El economista Claudio Loser, ex director del FMI para América Latina, alertó que el masivo paquete de apoyo financiero de US$ 20.000 millones de Estados Unidos a la Argentina no es un regalo desinteresado, sino una jugada de «geopolítica pura» que viene con un costo implícito. Loser advirtió que Washington buscará «prioridad» para sus empresas en el acceso a recursos naturales estratégicos —como el litio y las tierras raras— y presionará para limitar la influencia comercial y financiera de China en el país.
El Precio Geopolítico del «Salvataje» de Washington
El reciente acuerdo de asistencia financiera de 20.000 millones de dólares entre el Tesoro de Estados Unidos y Argentina, celebrado por el gobierno como un hito de respaldo a su programa económico, ha generado un profundo debate sobre su verdadera naturaleza. Mientras el oficialismo festeja el espaldarazo de la principal potencia mundial, el economista y ex funcionario del Fondo Monetario Internacional (FMI), Claudio Loser, deslizó una advertencia que pone el foco en las condiciones no escritas y los intereses estratégicos de Washington.
Loser, con una vasta experiencia en las dinámicas de poder entre países y organismos multilaterales, fue categórico al señalar que la ayuda no es solo una cuestión de dinero, sino un movimiento de «geopolítica pura». La cercanía ideológica y personal entre el presidente Javier Milei y el gobierno de Donald Trump se traduce en un apoyo clave en un momento de grave iliquidez para la Argentina, pero este respaldo tiene un precio en términos de alineamiento y soberanía económica.

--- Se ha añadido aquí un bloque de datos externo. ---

/*!
The four phases of the Neff shuffle (C7, spec §4.4): server key setup, client submission
under an admission window, the per-server shuffle-and-partial-decrypt chain, and the final
signature exchange.

Following the split the teacher's `Round` trait draws between "what do I do with this
message" and "how do bytes get there", this module exposes pure, directly testable
functions and a small coordinator struct; `round_base`/`network` carry the actual bytes.
*/

use ed25519_dalek::{Signature, Signer as _, SigningKey, VerifyingKey};
use rand_core::CryptoRngCore;
use tracing::{debug, warn};

use crate::crypto::elgamal::Ciphertext;
use crate::crypto::group_math::{GroupElement, IntegerGroup, Scalar};
use crate::crypto::hash::sha256;
use crate::error::ProtocolError;
use crate::shuffle::kind::ShuffleKind;
use crate::shuffle::transcript::{self, ShuffleStep};

/// One server's ephemeral DSA keypair for a single shuffle run (spec §4.4 phase 1: "fresh
/// ephemeral DSA keypair with the agreed parameters").
pub struct EphemeralKeys {
    pub secret: Scalar,
    pub public: GroupElement,
}

impl EphemeralKeys {
    pub fn generate(group: &IntegerGroup, rng: &mut dyn CryptoRngCore) -> Self {
        let secret = group.random_scalar(rng);
        let public = group.pow_g(&secret);
        Self { secret, public }
    }
}

/// Hashes the concatenated ephemeral public elements from every server, in subgroup order,
/// producing the digest each server signs and exchanges in phase 1.
pub fn key_setup_digest(server_keys: &[GroupElement]) -> [u8; 32] {
    let encoded: Vec<Vec<u8>> = server_keys.iter().map(|k| k.to_bytes()).collect();
    let refs: Vec<&[u8]> = encoded.iter().map(|b| b.as_slice()).collect();
    sha256(&refs)
}

/// Verifies every server's signature over the key-setup digest, per spec §4.4 phase 1
/// ("Each server verifies every other server's signature; mismatches abort the round").
/// Returns the index of the first server whose signature fails, if any.
pub fn verify_key_setup_signatures(
    digest: &[u8; 32],
    server_verifying_keys: &[VerifyingKey],
    signatures: &[Signature],
) -> Result<(), ProtocolError> {
    if server_verifying_keys.len() != signatures.len() {
        return Err(ProtocolError::new("key-setup signature count mismatch", None));
    }
    for (idx, (key, signature)) in server_verifying_keys.iter().zip(signatures.iter()).enumerate() {
        if key.verify_strict(digest, signature).is_err() {
            warn!(server_idx = idx, "shuffle: key-setup signature verification failed");
            return Err(ProtocolError::new("key-setup signature verification failed", Some(idx as u32)));
        }
    }
    debug!(servers = server_verifying_keys.len(), "shuffle: key-setup signatures all verified");
    Ok(())
}

/// The joint public key servers encrypt under: the product of every server's ephemeral
/// public element, per spec §4.4 ("Inputs").
pub fn joint_public_key(group: &IntegerGroup, server_keys: &[GroupElement]) -> GroupElement {
    server_keys.iter().fold(group.identity(), |acc, key| group.mul(&acc, key))
}

/// A client's submission for one shuffle run: its input encrypted once under the joint
/// public key. `ShuffleKind` only changes what's wrapped in `plaintext` before this call;
/// the encryption itself is identical either way.
pub fn client_submit(
    group: &IntegerGroup,
    joint_pk: &GroupElement,
    plaintext: &GroupElement,
    rng: &mut dyn CryptoRngCore,
) -> Ciphertext {
    let r = crate::crypto::elgamal::random_factor(group, rng);
    crate::crypto::elgamal::encrypt(group, joint_pk, plaintext, &r)
}

/// State carried by one server across the per-server shuffle chain.
pub struct ShuffleRun {
    pub kind: ShuffleKind,
    pub group: IntegerGroup,
    pub joint_pk: GroupElement,
    pub ephemeral: EphemeralKeys,
    pub server_public_keys: Vec<GroupElement>,
}

impl ShuffleRun {
    /// Verifies the previous server's step (skipped for the first server in subgroup order,
    /// whose "previous transcript" is just the raw client submissions) and produces this
    /// server's own step over the verified input.
    pub fn verify_and_step(
        &self,
        previous_server_index: Option<usize>,
        input: &[Ciphertext],
        previous_step: Option<&ShuffleStep>,
        rng: &mut dyn CryptoRngCore,
    ) -> Result<ShuffleStep, ProtocolError> {
        if let (Some(idx), Some(step)) = (previous_server_index, previous_step) {
            let previous_pk = self
                .server_public_keys
                .get(idx)
                .ok_or_else(|| ProtocolError::new("unknown previous server index", Some(idx as u32)))?;
            if !transcript::verify_step(&self.group, &self.joint_pk, previous_pk, input, step) {
                warn!(server_idx = idx, "shuffle: transcript rejected");
                return Err(ProtocolError::new("shuffle transcript rejected", Some(idx as u32)));
            }
        }
        debug!(kind = self.kind.wire_label(), inputs = input.len(), "shuffle: producing step");
        Ok(transcript::produce_step(&self.group, &self.joint_pk, &self.ephemeral.secret, input, rng))
    }
}

/// Phase 4: every server signs the hash of the final cleartext list; once every signature
/// has arrived, clients can be shown the cleartexts with the full signature vector.
pub fn sign_final_cleartexts(signing_key: &SigningKey, cleartexts: &[GroupElement]) -> Signature {
    let encoded: Vec<Vec<u8>> = cleartexts.iter().map(|c| c.to_bytes()).collect();
    let refs: Vec<&[u8]> = encoded.iter().map(|b| b.as_slice()).collect();
    let digest = sha256(&refs);
    signing_key.sign(&digest)
}

pub fn verify_final_cleartext_signatures(
    cleartexts: &[GroupElement],
    server_verifying_keys: &[VerifyingKey],
    signatures: &[Signature],
) -> bool {
    if server_verifying_keys.len() != signatures.len() {
        return false;
    }
    let encoded: Vec<Vec<u8>> = cleartexts.iter().map(|c| c.to_bytes()).collect();
    let refs: Vec<&[u8]> = encoded.iter().map(|b| b.as_slice()).collect();
    let digest = sha256(&refs);
    server_verifying_keys
        .iter()
        .zip(signatures.iter())
        .all(|(key, signature)| key.verify_strict(&digest, signature).is_ok())
}

#[cfg(test)]
mod tests {
    use super::*;
    use rand_chacha::rand_core::SeedableRng;
    use rand_chacha::ChaCha20Rng;

    /// Simulates a full two-server chain end to end: key setup, one client submission,
    /// two shuffle steps, and signature exchange over the resulting cleartext.
    #[test]
    fn two_server_chain_recovers_client_plaintext() {
        let group = IntegerGroup::toy();
        let mut rng = ChaCha20Rng::seed_from_u64(201);

        let eph1 = EphemeralKeys::generate(&group, &mut rng);
        let eph2 = EphemeralKeys::generate(&group, &mut rng);
        let server_keys = vec![eph1.public.clone(), eph2.public.clone()];
        let joint_pk = joint_public_key(&group, &server_keys);

        let run1 = ShuffleRun {
            kind: ShuffleKind::NeffDataShuffle,
            group: group.clone(),
            joint_pk: joint_pk.clone(),
            ephemeral: EphemeralKeys {
                secret: eph1.secret.clone(),
                public: eph1.public.clone(),
            },
            server_public_keys: server_keys.clone(),
        };
        let run2 = ShuffleRun {
            kind: ShuffleKind::NeffDataShuffle,
            group: group.clone(),
            joint_pk: joint_pk.clone(),
            ephemeral: EphemeralKeys {
                secret: eph2.secret.clone(),
                public: eph2.public.clone(),
            },
            server_public_keys: server_keys.clone(),
        };

        let plaintext = group.pow_g(&Scalar::from_u64(99, &group));
        let submission = client_submit(&group, &joint_pk, &plaintext, &mut rng);

        let step1 = run1.verify_and_step(None, &[submission.clone()], None, &mut rng).unwrap();
        let step2 = run2.verify_and_step(Some(0), &[submission], Some(&step1), &mut rng).unwrap();

        assert_eq!(step2.output.len(), 1);
        assert_eq!(step2.output[0].phi, plaintext);
    }

    #[test]
    fn key_setup_signatures_must_all_verify() {
        let mut rng = ChaCha20Rng::seed_from_u64(202);
        let group = IntegerGroup::toy();
        let eph1 = EphemeralKeys::generate(&group, &mut rng);
        let eph2 = EphemeralKeys::generate(&group, &mut rng);
        let digest = key_setup_digest(&[eph1.public, eph2.public]);

        let key1 = SigningKey::generate(&mut rng);
        let key2 = SigningKey::generate(&mut rng);
        let sig1 = key1.sign(&digest);
        let wrong_sig = key1.sign(b"not the digest");

        assert!(verify_key_setup_signatures(&digest, &[key1.verifying_key(), key2.verifying_key()], &[sig1, wrong_sig]).is_err());
    }
}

Litio, Tierras Raras y el Eje Anti-China
Según el ex director del FMI, la principal contrapartida que Estados Unidos buscará, aunque no esté en un documento formal, es la prioridad sobre los recursos naturales argentinos. Los intereses de la Casa Blanca se concentran en activos de alto valor estratégico para su industria y defensa, tales como:
- Litio: Argentina forma parte del «Triángulo del Litio» junto con Bolivia y Chile, concentrando una de las mayores reservas globales. Este mineral es crucial para la transición energética y la fabricación de baterías.
- Tierras Raras y Cobre: Elementos vitales para la industria tecnológica y de defensa estadounidense. Loser sugirió que Washington podría pedir que las empresas norteamericanas tengan una posición ventajosa para competir por la obtención de estos recursos mineros.
Este interés no es meramente comercial, sino que se enmarca en la creciente disputa global por la hegemonía y el control de la cadena de suministro, particularmente en la contención de China.
La Lucha por la Influencia: Desplazar a Beijing
Loser advirtió que la condición implícita más fuerte es la de limitar la influencia china en Argentina. Washington podría ejercer presión para que el gobierno argentino:
- Reconsidere el Swap con China: La Argentina mantiene un acuerdo de intercambio de monedas con el Banco Central de China que suma miles de millones de dólares a sus reservas brutas. Loser deslizó la posibilidad de que Trump pida a Argentina que «no negocie un swap con China» o que lo limite.
- Controle Inversiones Chinas Estratégicas: El foco de EE.UU. también está puesto en la presencia de inversiones chinas en áreas sensibles, como la base espacial en Neuquén y proyectos de infraestructura clave.
El economista también mencionó otros puntos de interés geopolítico que Estados Unidos ha monitoreado históricamente en la región, y que podrían ser parte de las negociaciones: la seguridad en la Hidrovía Paraná-Paraguay (vista como un corredor sensible) y la situación de Tierra del Fuego y la Antártida.
El Equilibrio Inestable: Geopolítica vs. Urgencia Económica
Si bien Loser destacó que el apoyo norteamericano es «muy importante» y le «da aire al Gobierno» al actuar como un «calmante para el enfermo», también enfatizó que la administración debe ser cautelosa y atenta a lo que no se escribe.
El experto recordó que la última vez que Estados Unidos instrumentó un rescate de esta naturaleza con un país en desarrollo fue durante la «Crisis del Tequila» en México en 1994, lo que subraya la naturaleza extraordinaria de la operación y el nivel de interés estratégico de Washington en el país.
En este complejo tablero de ajedrez, Argentina busca resolver su urgencia de iliquidez, pero lo hace a costa de un profundo alineamiento geopolítico que, a largo plazo, podría redefinir su matriz productiva y sus alianzas comerciales internacionales, consolidando su posición como principal aliado de Estados Unidos en la región, mientras navega por las aguas turbulentas de la dependencia de sus recursos. La política económica, una vez más, se rinde a la geopolítica.